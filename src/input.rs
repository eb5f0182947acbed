//! CSV loading for collaboration exports
//!
//! Reads the institution table exported by SciVal-like tools. The header row
//! is located by its `Institution` column, so any metadata lines an export
//! puts above the table are skipped.
//!
//! Recognised columns (case-insensitive):
//!
//! | Column                     | Required |
//! |----------------------------|----------|
//! | `Institution`              | yes      |
//! | `Country/Region`           | yes      |
//! | `Co-authored publications` | yes      |
//! | `Latitude`, `Longitude`    | no       |

use std::fs;
use std::path::Path;

use thiserror::Error;

pub const INSTITUTION_COLUMN: &str = "institution";
pub const COUNTRY_COLUMN: &str = "country/region";
pub const PUBLICATIONS_COLUMN: &str = "co-authored publications";
pub const LATITUDE_COLUMN: &str = "latitude";
pub const LONGITUDE_COLUMN: &str = "longitude";

/// Errors that can occur when loading input
#[derive(Error, Debug)]
pub enum InputError {
    #[error("Failed to read input file: {0}")]
    IoError(#[from] std::io::Error),

    #[error("No header row with an 'Institution' column found")]
    MissingHeader,

    #[error("Header is missing required column '{0}'")]
    MissingColumn(&'static str),

    #[error("Line {line}: {message}")]
    InvalidRow { line: usize, message: String },
}

/// One row of the collaboration table
#[derive(Debug, Clone, PartialEq)]
pub struct CollaboratorRecord {
    pub institution: String,
    pub country: String,
    pub publications: f64,
    /// Pre-resolved `(lat, lon)`, if the export carries coordinates
    pub location: Option<(f64, f64)>,
    /// 1-based line number in the source file
    pub line: usize,
}

impl CollaboratorRecord {
    /// Query string handed to a geocoder
    pub fn geocode_query(&self) -> String {
        if self.country.is_empty() {
            self.institution.clone()
        } else {
            format!("{}, {}", self.institution, self.country)
        }
    }
}

/// Column positions resolved from the header row
struct Columns {
    institution: usize,
    country: usize,
    publications: usize,
    latitude: Option<usize>,
    longitude: Option<usize>,
}

impl Columns {
    fn from_header(header: &[String]) -> Result<Self, InputError> {
        let find = |name: &str| {
            header
                .iter()
                .position(|h| h.trim().trim_start_matches('\u{feff}').eq_ignore_ascii_case(name))
        };

        Ok(Self {
            institution: find(INSTITUTION_COLUMN).ok_or(InputError::MissingColumn("Institution"))?,
            country: find(COUNTRY_COLUMN).ok_or(InputError::MissingColumn("Country/Region"))?,
            publications: find(PUBLICATIONS_COLUMN)
                .ok_or(InputError::MissingColumn("Co-authored publications"))?,
            latitude: find(LATITUDE_COLUMN),
            longitude: find(LONGITUDE_COLUMN),
        })
    }
}

/// Load collaborator records from a CSV file
pub fn load_records(path: &Path) -> Result<Vec<CollaboratorRecord>, InputError> {
    let content = fs::read_to_string(path)?;
    parse_records(&content)
}

/// Parse collaborator records from CSV text
pub fn parse_records(content: &str) -> Result<Vec<CollaboratorRecord>, InputError> {
    let rows = split_rows(content);

    let header_idx = rows
        .iter()
        .position(|(_, fields)| {
            fields.iter().any(|f| {
                f.trim()
                    .trim_start_matches('\u{feff}')
                    .eq_ignore_ascii_case(INSTITUTION_COLUMN)
            })
        })
        .ok_or(InputError::MissingHeader)?;
    let columns = Columns::from_header(&rows[header_idx].1)?;

    let mut records = Vec::new();
    for (line, fields) in &rows[header_idx + 1..] {
        let field = |idx: usize| fields.get(idx).map(|s| s.trim()).unwrap_or("");

        let institution = field(columns.institution);
        if institution.is_empty() {
            continue;
        }

        let publications = parse_count(field(columns.publications)).ok_or_else(|| {
            InputError::InvalidRow {
                line: *line,
                message: format!(
                    "invalid publication count '{}' for '{}'",
                    field(columns.publications),
                    institution
                ),
            }
        })?;

        let location = match (columns.latitude, columns.longitude) {
            (Some(lat_idx), Some(lon_idx)) => {
                parse_location(field(lat_idx), field(lon_idx)).map_err(|message| {
                    InputError::InvalidRow {
                        line: *line,
                        message,
                    }
                })?
            }
            _ => None,
        };

        records.push(CollaboratorRecord {
            institution: institution.to_string(),
            country: field(columns.country).to_string(),
            publications,
            location,
            line: *line,
        });
    }

    Ok(records)
}

/// Publication counts, allowing thousands separators and an empty cell as zero
fn parse_count(raw: &str) -> Option<f64> {
    if raw.is_empty() || raw == "-" {
        return Some(0.0);
    }
    let cleaned: String = raw.chars().filter(|c| *c != ',' && *c != '_').collect();
    cleaned
        .parse::<f64>()
        .ok()
        .filter(|n| n.is_finite() && *n >= 0.0)
}

fn parse_location(lat: &str, lon: &str) -> Result<Option<(f64, f64)>, String> {
    if lat.is_empty() && lon.is_empty() {
        return Ok(None);
    }
    let lat: f64 = lat
        .parse()
        .map_err(|_| format!("invalid latitude '{}'", lat))?;
    let lon: f64 = lon
        .parse()
        .map_err(|_| format!("invalid longitude '{}'", lon))?;
    Ok(Some((lat, lon)))
}

/// Split CSV text into rows of fields, tracking the line each row starts on.
///
/// Handles quoted fields with embedded commas, newlines and doubled quotes.
fn split_rows(content: &str) -> Vec<(usize, Vec<String>)> {
    let mut rows = Vec::new();
    let mut fields = Vec::new();
    let mut field = String::new();
    let mut in_quotes = false;
    let mut line = 1;
    let mut row_start = 1;
    let mut chars = content.chars().peekable();

    while let Some(ch) = chars.next() {
        match ch {
            '"' if in_quotes => {
                if chars.peek() == Some(&'"') {
                    field.push('"');
                    chars.next();
                } else {
                    in_quotes = false;
                }
            }
            '"' if field.trim().is_empty() => {
                field.clear();
                in_quotes = true;
            }
            ',' if !in_quotes => fields.push(std::mem::take(&mut field)),
            '\r' if !in_quotes => {}
            '\n' => {
                line += 1;
                if in_quotes {
                    field.push('\n');
                } else {
                    fields.push(std::mem::take(&mut field));
                    push_row(&mut rows, row_start, std::mem::take(&mut fields));
                    row_start = line;
                }
            }
            _ => field.push(ch),
        }
    }

    if !field.is_empty() || !fields.is_empty() {
        fields.push(field);
        push_row(&mut rows, row_start, fields);
    }

    rows
}

fn push_row(rows: &mut Vec<(usize, Vec<String>)>, line: usize, fields: Vec<String>) {
    if fields.iter().any(|f| !f.trim().is_empty()) {
        rows.push((line, fields));
    }
}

### Work instructions
Copy out the data in full, exactly.

### The answer
filename src/input.rs
repository eb5f0182947acbed
//! CSV loading for collaboration exports
//!
//! Reads the institution table exported by SciVal-like tools. The header row
//! is located by its `Institution` column, so any metadata lines an export
//! puts above the table are skipped.
//!
//! Recognised columns (case-insensitive):
//!
//! | Column                     | Required |
//! |----------------------------|----------|
//! | `Institution`              | yes      |
//! | `Country/Region`           | yes      |
//! | `Co-authored publications` | yes      |
//! | `Latitude`, `Longitude`    | no       |

use std::fs;
use std::path::Path;

use thiserror::Error;

pub const INSTITUTION_COLUMN: &str = "institution";
pub const COUNTRY_COLUMN: &str = "country/region";
pub const PUBLICATIONS_COLUMN: &str = "co-authored publications";
pub const LATITUDE_COLUMN: &str = "latitude";
pub const LONGITUDE_COLUMN: &str = "longitude";

/// Errors that can occur when loading input
#[derive(Error, Debug)]
pub enum InputError {
    #[error("Failed to read input file: {0}")]
    IoError(#[from] std::io::Error),

    #[error("No header row with an 'Institution' column found")]
    MissingHeader,

    #[error("Header is missing required column '{0}'")]
    MissingColumn(&'static str),

    #[error("Line {line}: {message}")]
    InvalidRow { line: usize, message: String },
}

/// One row of the collaboration table
#[derive(Debug, Clone, PartialEq)]
pub struct CollaboratorRecord {
    pub institution: String,
    pub country: String,
    pub publications: f64,
    /// Pre-resolved `(lat, lon)`, if the export carries coordinates
    pub location: Option<(f64, f64)>,
    /// 1-based line number in the source file
    pub line: usize,
}

impl CollaboratorRecord {
    /// Query string handed to a geocoder
    pub fn geocode_query(&self) -> String {
        if self.country.is_empty() {
            self.institution.clone()
        } else {
            format!("{}, {}", self.institution, self.country)
        }
    }
}

/// Column positions resolved from the header row
struct Columns {
    institution: usize,
    country: usize,
    publications: usize,
    latitude: Option<usize>,
    longitude: Option<usize>,
}

impl Columns {
    fn from_header(header: &[String]) -> Result<Self, InputError> {
        let find = |name: &str| {
            header
                .iter()
                .position(|h| h.trim().trim_start_matches('\u{feff}').eq_ignore_ascii_case(name))
        };

        Ok(Self {
            institution: find(INSTITUTION_COLUMN).ok_or(InputError::MissingColumn("Institution"))?,
            country: find(COUNTRY_COLUMN).ok_or(InputError::MissingColumn("Country/Region"))?,
            publications: find(PUBLICATIONS_COLUMN)
                .ok_or(InputError::MissingColumn("Co-authored publications"))?,
            latitude: find(LATITUDE_COLUMN),
            longitude: find(LONGITUDE_COLUMN),
        })
    }
}

/// Load collaborator records from a CSV file
pub fn load_records(path: &Path) -> Result<Vec<CollaboratorRecord>, InputError> {
    let content = fs::read_to_string(path)?;
    parse_records(&content)
}

/// Parse collaborator records from CSV text
pub fn parse_records(content: &str) -> Result<Vec<CollaboratorRecord>, InputError> {
    let rows = split_rows(content);

    let header_idx = rows
        .iter()
        .position(|(_, fields)| {
            fields.iter().any(|f| {
                f.trim()
                    .trim_start_matches('\u{feff}')
                    .eq_ignore_ascii_case(INSTITUTION_COLUMN)
            })
        })
        .ok_or(InputError::MissingHeader)?;
    let columns = Columns::from_header(&rows[header_idx].1)?;

    let mut records = Vec::new();
    for (line, fields) in &rows[header_idx + 1..] {
        let field = |idx: usize| fields.get(idx).map(|s| s.trim()).unwrap_or("");

        let institution = field(columns.institution);
        if institution.is_empty() {
            continue;
        }

        let publications = parse_count(field(columns.publications)).ok_or_else(|| {
            InputError::InvalidRow {
                line: *line,
                message: format!(
                    "invalid publication count '{}' for '{}'",
                    field(columns.publications),
                    institution
                ),
            }
        })?;

        let location = match (columns.latitude, columns.longitude) {
            (Some(lat_idx), Some(lon_idx)) => {
                parse_location(field(lat_idx), field(lon_idx)).map_err(|message| {
                    InputError::InvalidRow {
                        line: *line,
                        message,
                    }
                })?
            }
            _ => None,
        };

        records.push(CollaboratorRecord {
            institution: institution.to_string(),
            country: field(columns.country).to_string(),
            publications,
            location,
            line: *line,
        });
    }

    Ok(records)
}

/// Publication counts, allowing thousands separators and an empty cell as zero
fn parse_count(raw: &str) -> Option<f64> {
    if raw.is_empty() || raw == "-" {
        return Some(0.0);
    }
    let cleaned: String = raw.chars().filter(|c| *c != ',' && *c != '_').collect();
    cleaned
        .parse::<f64>()
        .ok()
        .filter(|n| n.is_finite() && *n >= 0.0)
}

fn parse_location(lat: &str, lon: &str) -> Result<Option<(f64, f64)>, String> {
    if lat.is_empty() && lon.is_empty() {
        return Ok(None);
    }
    let lat: f64 = lat
        .parse()
        .map_err(|_| format!("invalid latitude '{}'", lat))?;
    let lon: f64 = lon
        .parse()
        .map_err(|_| format!("invalid longitude '{}'", lon))?;
    Ok(Some((lat, lon)))
}

/// Split CSV text into rows of fields, tracking the line each row starts on.
///
/// Handles quoted fields with embedded commas, newlines and doubled quotes.
fn split_rows(content: &str) -> Vec<(usize, Vec<String>)> {
    let mut rows = Vec::new();
    let mut fields = Vec::new();
    let mut field = String::new();
    let mut in_quotes = false;
    let mut line = 1;
    let mut row_start = 1;
    let mut chars = content.chars().peekable();

    while let Some(ch) = chars.next() {
        match ch {
            '"' if in_quotes => {
                if chars.peek() == Some(&'"') {
                    field.push('"');
                    chars.next();
                } else {
                    in_quotes = false;
                }
            }
            '"' if field.trim().is_empty() => {
                field.clear();
                in_quotes = true;
            }
            ',' if !in_quotes => fields.push(std::mem::take(&mut field)),
            '\r' if !in_quotes => {}
            '\n' => {
                line += 1;
                if in_quotes {
                    field.push('\n');
                } else {
                    fields.push(std::mem::take(&mut field));
                    push_row(&mut rows, row_start, std::mem::take(&mut fields));
                    row_start = line;
                }
            }
            _ => field.push(ch),
        }
    }

    if !field.is_empty() || !fields.is_empty() {
        fields.push(field);
        push_row(&mut rows, row_start, fields);
    }

    rows
}

fn push_row(rows: &mut Vec<(usize, Vec<String>)>, line: usize, fields: Vec<String>) {
    if fields.iter().any(|f| !f.trim().is_empty()) {
        rows.push((line, fields));
    }
}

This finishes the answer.